Ketika terjadi kompetisi antara Kiai Sahal Mahfud Rois Aam yang sedang menjabat dengan Abdurrahman Wahid bekas ketua umum PBNU dalam memperebutkan jabatan Rois Aam dalam Muktamar ke-31 di Solo 2004 yang lalu banyak orang yang menganggap bahwa ini perkembangan baru bahwa jabatan Rois Aam Syuriyah NU mulai dikompetisikan secara bebas dalam pemilihan langsung, yang selama ini cenderung calon tunggal yang dipilih secara aklamasi. Dan biasanya posisi itu dijabat seumur hidup.
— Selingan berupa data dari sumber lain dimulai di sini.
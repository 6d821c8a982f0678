pub mod cpu;
pub mod database;
pub mod dependencies;
pub mod disk;
pub mod memory;

pub use cpu::CpuProbe;
pub use database::DatabaseProbe;
pub use dependencies::{DependenciesProbe, EnvIntegrations};
pub use disk::DiskProbe;
pub use memory::MemoryProbe;

use telemon_common::types::HealthStatus;

pub const DATABASE: &str = "database";
pub const MEMORY: &str = "memory";
pub const CPU: &str = "cpu";
pub const DISK: &str = "disk";
pub const DEPENDENCIES: &str = "dependencies";

/// Grade a usage percent: critical above `threshold`, warning above
/// `threshold * warning_ratio`.
pub fn grade_usage(value: f64, threshold: f64, warning_ratio: f64) -> HealthStatus {
    if value > threshold {
        HealthStatus::Critical
    } else if value > threshold * warning_ratio {
        HealthStatus::Warning
    } else {
        HealthStatus::Healthy
    }
}
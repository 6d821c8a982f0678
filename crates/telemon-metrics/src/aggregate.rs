use serde::{Deserialize, Serialize};
use std::str::FromStr;

/// Aggregates of the samples inside one window.
///
/// A window without samples yields the all-zero value; `count == 0` means
/// "no data", never failure.
#[derive(Debug, Clone, Copy, Default, PartialEq, Serialize, Deserialize)]
pub struct WindowedAggregate {
    pub count: u64,
    pub sum: f64,
    pub mean: f64,
    pub min: f64,
    pub max: f64,
    pub p50: f64,
    pub p95: f64,
    pub p99: f64,
    pub rate_per_minute: f64,
}

impl WindowedAggregate {
    /// Build from unsorted values. `minutes` is the window length used for
    /// the rate.
    pub fn from_values(mut values: Vec<f64>, minutes: f64) -> Self {
        if values.is_empty() {
            return Self::default();
        }
        values.sort_by(f64::total_cmp);
        let count = values.len();
        let sum: f64 = values.iter().sum();
        Self {
            count: count as u64,
            sum,
            mean: sum / count as f64,
            min: values[0],
            max: values[count - 1],
            p50: percentile(&values, 50.0),
            p95: percentile(&values, 95.0),
            p99: percentile(&values, 99.0),
            rate_per_minute: if minutes > 0.0 {
                count as f64 / minutes
            } else {
                0.0
            },
        }
    }

    pub fn is_empty(&self) -> bool {
        self.count == 0
    }

    pub fn field(&self, field: AggregateField) -> f64 {
        match field {
            AggregateField::Count => self.count as f64,
            AggregateField::Sum => self.sum,
            AggregateField::Mean => self.mean,
            AggregateField::Max => self.max,
            AggregateField::P95 => self.p95,
            AggregateField::P99 => self.p99,
        }
    }
}

/// Nearest-rank percentile over ascending `sorted` values.
///
/// `index = ceil(p/100 * n) - 1`, clamped into the slice; empty input is 0.
///
/// # Examples
///
/// ```
/// use telemon_metrics::percentile;
///
/// assert_eq!(percentile(&[10.0, 20.0, 30.0, 40.0], 50.0), 20.0);
/// assert_eq!(percentile(&[10.0, 20.0, 30.0, 40.0], 100.0), 40.0);
/// assert_eq!(percentile(&[], 95.0), 0.0);
/// ```
pub fn percentile(sorted: &[f64], p: f64) -> f64 {
    if sorted.is_empty() {
        return 0.0;
    }
    let n = sorted.len();
    let p = if p.is_nan() { 0.0 } else { p.clamp(0.0, 100.0) };
    let rank = (p * n as f64 / 100.0).ceil() as usize;
    sorted[rank.saturating_sub(1).min(n - 1)]
}

/// Aggregate field used to rank series in top-k reports.
#[derive(Debug, Clone, Copy, PartialEq, Eq, Serialize, Deserialize)]
#[serde(rename_all = "lowercase")]
pub enum AggregateField {
    Count,
    Sum,
    Mean,
    Max,
    P95,
    P99,
}

impl FromStr for AggregateField {
    type Err = String;

    fn from_str(s: &str) -> Result<Self, Self::Err> {
        match s.to_lowercase().as_str() {
            "count" => Ok(Self::Count),
            "sum" => Ok(Self::Sum),
            "mean" | "avg" => Ok(Self::Mean),
            "max" => Ok(Self::Max),
            "p95" => Ok(Self::P95),
            "p99" => Ok(Self::P99),
            _ => Err(format!("unknown aggregate field: {s}")),
        }
    }
}
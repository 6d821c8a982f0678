use crate::api::{error_response, success_response, WindowParams};
use crate::logging::TraceId;
use crate::state::AppState;
use axum::extract::{Extension, Path, Query, State};
use axum::http::StatusCode;
use axum::response::{IntoResponse, Response};
use axum::routing::{delete, get, post};
use axum::{Json, Router};
use chrono::Duration;
use serde::{Deserialize, Serialize};
use telemon_common::window::window_or;
use telemon_dashboard::{ClientInfo, DashboardError};

fn dashboard_error(trace_id: &str, err: DashboardError) -> Response {
    match err {
        DashboardError::ClientNotFound(_) => {
            error_response(StatusCode::NOT_FOUND, trace_id, "not_found", &err.to_string())
        }
        DashboardError::InvalidClient(_) => {
            error_response(StatusCode::BAD_REQUEST, trace_id, "bad_request", &err.to_string())
        }
    }
}

#[derive(Debug, Deserialize)]
struct RegisterClientRequest {
    id: String,
    #[serde(flatten)]
    info: ClientInfo,
}

#[derive(Serialize)]
struct CacheClearResponse {
    removed: usize,
}

async fn dashboard(
    Extension(trace_id): Extension<TraceId>,
    State(state): State<AppState>,
    Query(params): Query<WindowParams>,
) -> impl IntoResponse {
    let fallback = window_or(
        Some(state.dashboard.config().default_window.as_str()),
        Duration::hours(1),
    );
    let view = state.dashboard.dashboard(params.window_or(fallback)).await;
    success_response(StatusCode::OK, &trace_id, view.as_ref())
}

async fn realtime(
    Extension(trace_id): Extension<TraceId>,
    State(state): State<AppState>,
) -> impl IntoResponse {
    let view = state.dashboard.realtime_metrics();
    success_response(StatusCode::OK, &trace_id, view.as_ref())
}

async fn dashboard_config(
    Extension(trace_id): Extension<TraceId>,
    State(state): State<AppState>,
) -> impl IntoResponse {
    success_response(StatusCode::OK, &trace_id, state.dashboard.dashboard_config())
}

async fn list_clients(
    Extension(trace_id): Extension<TraceId>,
    State(state): State<AppState>,
) -> impl IntoResponse {
    success_response(StatusCode::OK, &trace_id, state.dashboard.clients())
}

async fn register_client(
    Extension(trace_id): Extension<TraceId>,
    State(state): State<AppState>,
    Json(req): Json<RegisterClientRequest>,
) -> impl IntoResponse {
    match state.dashboard.register_client(&req.id, req.info) {
        Ok(client) => success_response(StatusCode::CREATED, &trace_id, client),
        Err(e) => dashboard_error(&trace_id, e),
    }
}

async fn unregister_client(
    Extension(trace_id): Extension<TraceId>,
    State(state): State<AppState>,
    Path(id): Path<String>,
) -> impl IntoResponse {
    match state.dashboard.unregister_client(&id) {
        Ok(client) => success_response(StatusCode::OK, &trace_id, client),
        Err(e) => dashboard_error(&trace_id, e),
    }
}

async fn clear_cache(
    Extension(trace_id): Extension<TraceId>,
    State(state): State<AppState>,
) -> impl IntoResponse {
    let removed = state.dashboard.clear_cache();
    success_response(StatusCode::OK, &trace_id, CacheClearResponse { removed })
}

async fn cache_stats(
    Extension(trace_id): Extension<TraceId>,
    State(state): State<AppState>,
) -> impl IntoResponse {
    success_response(StatusCode::OK, &trace_id, state.dashboard.cache_stats())
}

pub fn dashboard_routes() -> Router<AppState> {
    Router::new()
        .route("/v1/dashboard", get(dashboard))
        .route("/v1/dashboard/realtime", get(realtime))
        .route("/v1/dashboard/config", get(dashboard_config))
        .route(
            "/v1/dashboard/clients",
            get(list_clients).post(register_client),
        )
        .route("/v1/dashboard/clients/{id}", delete(unregister_client))
        .route("/v1/dashboard/cache", get(cache_stats))
        .route("/v1/dashboard/cache/clear", post(clear_cache))
}
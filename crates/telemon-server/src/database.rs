use anyhow::{bail, Context};
use async_trait::async_trait;
use std::sync::Arc;
use std::time::Duration;
use telemon_health::DatabasePing;
use tokio::net::TcpStream;

/// Database liveness check: a TCP connect to the server's address.
pub struct TcpDatabasePing {
    address: String,
}

impl TcpDatabasePing {
    pub fn new(address: impl Into<String>) -> Self {
        Self {
            address: address.into(),
        }
    }
}

#[async_trait]
impl DatabasePing for TcpDatabasePing {
    async fn ping(&self) -> anyhow::Result<()> {
        TcpStream::connect(&self.address)
            .await
            .with_context(|| format!("connect to {} failed", self.address))?;
        Ok(())
    }
}

/// Bounds any ping by the configured connect timeout.
pub struct TimedPing {
    inner: Arc<dyn DatabasePing>,
    timeout: Duration,
}

impl TimedPing {
    pub fn new(inner: Arc<dyn DatabasePing>, timeout: Duration) -> Self {
        Self { inner, timeout }
    }
}

#[async_trait]
impl DatabasePing for TimedPing {
    async fn ping(&self) -> anyhow::Result<()> {
        match tokio::time::timeout(self.timeout, self.inner.ping()).await {
            Ok(result) => result,
            Err(_) => bail!("database ping timed out after {}ms", self.timeout.as_millis()),
        }
    }
}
Sebenarnya anggapan tersebut tidak benar, sebab dalam Muktamar NU ke-27 di Yogyakarta, 1989 kompetisi sengit terjadi antara Kiai Achmad Siddiq pemegang jabatan Rois Aam saat itu, dengan Kiai Ali Yafi/Idham Cholid, salah seorang anggota Syuriyah yang dianggap mewakili kubu Cipete, sementara Achmad Siddiq adalah dari kubu Situbondo, sehingga persaingan menjadi sangat sengit dan tegang, sebab orang khawatir NU dibawa ke arus politik.

Bahkan rivalitas dalam memperebutkan Rois Aam pernah terjadi antara dua kiai sepuh yang sama-sama berwibawa yaitu antara Kiai Wahab Chasbullah pejabat Rois Aam saat itu dengan KH Bisri Samsyuri juga seorang jajaran pengurus syuriyah PBNU. Pertarungan dalam Muktamar di Bandung 1967 itu di luar dugaan dimenangkan oleh Kiai Bisri, walaupun lebih muda tetapi tiba-tiba bisa menyaingi Kiai Wahab seorang politisi ulung. Kiai Wahab yang pemimpin besar NU itu menerima kekalahan dengan berbesar hati, apalagi yang mengalahkan sahabat dekatnya sendiri.

Demikian halnya Kiai Bisri yang memperoleh kemenangan juga sangat berendahhati. Walaupun ia telah dipilih Muktamar, tetapi kemudian ia segera memberikan sambutan, bahwa ‘Selama masih ada kiai Wahab yang lebih senior dan lebih alim ia tidak mau menduduki jabatan itu, “Karena itu saya menyatakan untuk mengundurkan diri dan kembali menyerahkan jabatan itu kepada Kiai Wahab Chasbullah.” Sementara Kiai Wahab menerima amanah itu, tidak perlu merasa tersinggung, karena walaupun sudah uzur tetapi merasa masih dibutuhkan untuk mengemudikan NU dalam menghadapi situasi sulit masa orde baru.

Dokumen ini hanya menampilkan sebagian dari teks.